On March 19, 2002, Datz was hired as the bench coach for the Cleveland Indians under manager Charlie Manuel. In 2003, Manuel was replaced by Eric Wedge, and he moved Datz to first base coach. Datz served on Cleveland's coaching staff until the end of the 2009 season, when general manager Mark Shapiro fired the entire coaching staff. At the 2008 Home Run Derby at Yankee Stadium, Datz pitched for Cleveland Indians center fielder Grady Sizemore.

On October 29, 2009, Datz was hired as the bench coach for the Baltimore Orioles.

On November 4, 2010, Datz was hired to be third base coach for the Seattle Mariners starting with the 2011 season.
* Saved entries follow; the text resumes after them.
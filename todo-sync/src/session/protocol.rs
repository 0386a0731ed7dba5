// Sync protocol - shared structs for the REST API and the push channel
// Channel messages are JSON text frames of the form {"event": ..., "data": ...}

use chrono::NaiveDate;
use serde::{Deserialize, Deserializer, Serialize, Serializer};
use tracing::warn;

/// Server-assigned list identifier
pub type ListId = i64;

/// Server-assigned task identifier
pub type TaskId = i64;

/// Task priority as stored by the server
#[derive(Debug, Clone, Copy, Default, PartialEq, Eq, Hash, Serialize)]
#[serde(rename_all = "PascalCase")]
pub enum Priority {
    High,
    #[default]
    Medium,
    Low,
}

impl Priority {
    pub const ALL: [Priority; 3] = [Priority::High, Priority::Medium, Priority::Low];
}

impl std::fmt::Display for Priority {
    fn fmt(&self, f: &mut std::fmt::Formatter<'_>) -> std::fmt::Result {
        match self {
            Priority::High => write!(f, "High"),
            Priority::Medium => write!(f, "Medium"),
            Priority::Low => write!(f, "Low"),
        }
    }
}

impl std::str::FromStr for Priority {
    type Err = String;

    /// Case-insensitive; the server stores whatever casing a client sent.
    fn from_str(s: &str) -> Result<Self, Self::Err> {
        match s.trim().to_ascii_lowercase().as_str() {
            "high" => Ok(Priority::High),
            "medium" => Ok(Priority::Medium),
            "low" => Ok(Priority::Low),
            _ => Err(format!("Unknown priority: {}", s)),
        }
    }
}

/// The server stores priority as free text; anything unrecognized reads as Medium
impl<'de> Deserialize<'de> for Priority {
    fn deserialize<D: Deserializer<'de>>(deserializer: D) -> Result<Self, D::Error> {
        let raw = Option::<String>::deserialize(deserializer)?;
        Ok(match raw {
            None => Priority::default(),
            Some(s) => s.parse().unwrap_or_else(|_| {
                warn!(priority = %s, "unknown priority, using Medium");
                Priority::default()
            }),
        })
    }
}

/// A named collection of tasks
#[derive(Debug, Clone, PartialEq, Eq, Serialize, Deserialize)]
pub struct TodoList {
    pub id: ListId,
    pub name: String,
}

/// A single to-do item as returned by `GET /lists/{id}/tasks`
#[derive(Debug, Clone, PartialEq, Eq, Serialize, Deserialize)]
pub struct Task {
    pub id: TaskId,
    /// Not sent by the server; filled in from the request path
    #[serde(default)]
    pub list_id: ListId,
    pub text: String,
    #[serde(default)]
    pub priority: Priority,
    #[serde(
        default,
        deserialize_with = "deserialize_optional_date",
        skip_serializing_if = "Option::is_none"
    )]
    pub due_date: Option<NaiveDate>,
    #[serde(default)]
    pub completed: bool,
    /// Render order within the list; null until the list is first reordered
    #[serde(default)]
    pub position: Option<u32>,
}

/// `"YYYY-MM-DD"`; `""`, `null` and unparsable text read as no date
fn deserialize_optional_date<'de, D>(deserializer: D) -> Result<Option<NaiveDate>, D::Error>
where
    D: Deserializer<'de>,
{
    let raw = Option::<String>::deserialize(deserializer)?;
    Ok(raw.as_deref().and_then(parse_due_date))
}

fn parse_due_date(raw: &str) -> Option<NaiveDate> {
    let raw = raw.trim();
    if raw.is_empty() {
        return None;
    }
    NaiveDate::parse_from_str(raw, "%Y-%m-%d")
        .map_err(|e| warn!(due_date = raw, error = %e, "ignoring unparsable due date"))
        .ok()
}

/// Patch form: absent leaves the date alone, `""` clears it
fn serialize_due_patch<S>(due: &Option<Option<NaiveDate>>, serializer: S) -> Result<S::Ok, S::Error>
where
    S: Serializer,
{
    match due {
        Some(Some(date)) => serializer.serialize_str(&date.format("%Y-%m-%d").to_string()),
        _ => serializer.serialize_str(""),
    }
}

/// Only called when the field is present; `""` and `null` mean "clear"
fn deserialize_due_patch<'de, D>(deserializer: D) -> Result<Option<Option<NaiveDate>>, D::Error>
where
    D: Deserializer<'de>,
{
    deserialize_optional_date(deserializer).map(Some)
}

// ============================================================================
// REST request bodies
// ============================================================================

/// Body for `POST /lists/{id}/tasks`, also the shape returned by `/parse-task`
#[derive(Debug, Clone, PartialEq, Eq, Serialize, Deserialize)]
pub struct TaskDraft {
    pub text: String,
    #[serde(default)]
    pub priority: Priority,
    #[serde(default, deserialize_with = "deserialize_optional_date")]
    pub due_date: Option<NaiveDate>,
}

impl TaskDraft {
    pub fn new(text: impl Into<String>) -> Self {
        Self {
            text: text.into(),
            priority: Priority::Medium,
            due_date: None,
        }
    }
}

/// Partial update body for `PUT /tasks/{id}`; absent fields are left untouched
#[derive(Debug, Clone, Default, PartialEq, Eq, Serialize, Deserialize)]
pub struct TaskPatch {
    #[serde(skip_serializing_if = "Option::is_none")]
    pub text: Option<String>,
    #[serde(skip_serializing_if = "Option::is_none")]
    pub completed: Option<bool>,
    #[serde(skip_serializing_if = "Option::is_none")]
    pub priority: Option<Priority>,
    /// `Some(None)` removes the due date
    #[serde(
        default,
        skip_serializing_if = "Option::is_none",
        serialize_with = "serialize_due_patch",
        deserialize_with = "deserialize_due_patch"
    )]
    pub due_date: Option<Option<NaiveDate>>,
}

impl TaskPatch {
    pub fn completed(completed: bool) -> Self {
        Self {
            completed: Some(completed),
            ..Self::default()
        }
    }

    pub fn clear_due_date() -> Self {
        Self {
            due_date: Some(None),
            ..Self::default()
        }
    }

    pub fn is_empty(&self) -> bool {
        self.text.is_none()
            && self.completed.is_none()
            && self.priority.is_none()
            && self.due_date.is_none()
    }
}

/// Body for `PUT /tasks/reorder`
#[derive(Debug, Clone, PartialEq, Eq, Serialize, Deserialize)]
pub struct ReorderRequest {
    pub list_id: ListId,
    pub task_ids: Vec<TaskId>,
}

/// Body for `POST /login` and `POST /register`
#[derive(Debug, Clone, Serialize)]
pub struct AuthRequest<'a> {
    pub username: &'a str,
    pub password: &'a str,
}

/// Successful `POST /login` response
#[derive(Debug, Clone, Deserialize)]
pub struct LoginResponse {
    pub token: String,
    pub username: String,
}

// ============================================================================
// Push channel
// ============================================================================

/// Change tag carried by push notifications. Only a dirty flag, never a delta.
#[derive(Debug, Clone, Copy, PartialEq, Eq, Hash, Serialize, Deserialize)]
#[serde(rename_all = "snake_case")]
pub enum ChangeAction {
    Add,
    Update,
    Delete,
}

impl std::fmt::Display for ChangeAction {
    fn fmt(&self, f: &mut std::fmt::Formatter<'_>) -> std::fmt::Result {
        match self {
            ChangeAction::Add => write!(f, "add"),
            ChangeAction::Update => write!(f, "update"),
            ChangeAction::Delete => write!(f, "delete"),
        }
    }
}

/// Client -> server channel events
#[derive(Debug, Clone, PartialEq, Eq, Serialize, Deserialize)]
#[serde(tag = "event", content = "data", rename_all = "snake_case")]
pub enum ChannelRequest {
    /// Subscribe this connection to a list's room
    JoinList { list_id: ListId },
    /// Release the subscription to a list's room
    LeaveList { list_id: ListId },
}

/// Server -> client channel events
///
/// Any extra payload the server attaches next to `action` is ignored.
#[derive(Debug, Clone, PartialEq, Eq, Serialize, Deserialize)]
#[serde(tag = "event", content = "data", rename_all = "snake_case")]
pub enum ChannelNotification {
    /// A task in the joined list changed
    TaskUpdate { action: ChangeAction },
    /// The user's set of lists changed
    ListUpdate { action: ChangeAction },
}

// ============================================================================
// Helpers for message framing
// ============================================================================

/// Serialize a channel message into a text frame
pub fn encode_frame<T: Serialize>(msg: &T) -> Result<String, serde_json::Error> {
    serde_json::to_string(msg)
}

/// Deserialize a channel message from a text frame (surrounding whitespace ignored)
pub fn decode_frame<T: for<'de> Deserialize<'de>>(text: &str) -> Result<T, serde_json::Error> {
    serde_json::from_str(text.trim())
}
The hiring reunited him with Eric Wedge, who had recently been hired as the Mariners' manager. Before a Mariners game against the Los Angeles Angels of Anaheim on April 27, 2013, Datz announced that he was diagnosed with an undisclosed form of cancer, and Tacoma Rainiers manager Daren Brown was promoted to substitute for Datz. On August 23, 2013, Datz resumed his position on the team as an extra coach.

==Scouting career==
On November 25, 2013, it was announced that Datz will serve the Mariners as a member of the club's professional scouting staff for the season.

Datz later joined the New York Yankees, where he was listed as a professional scout for the season.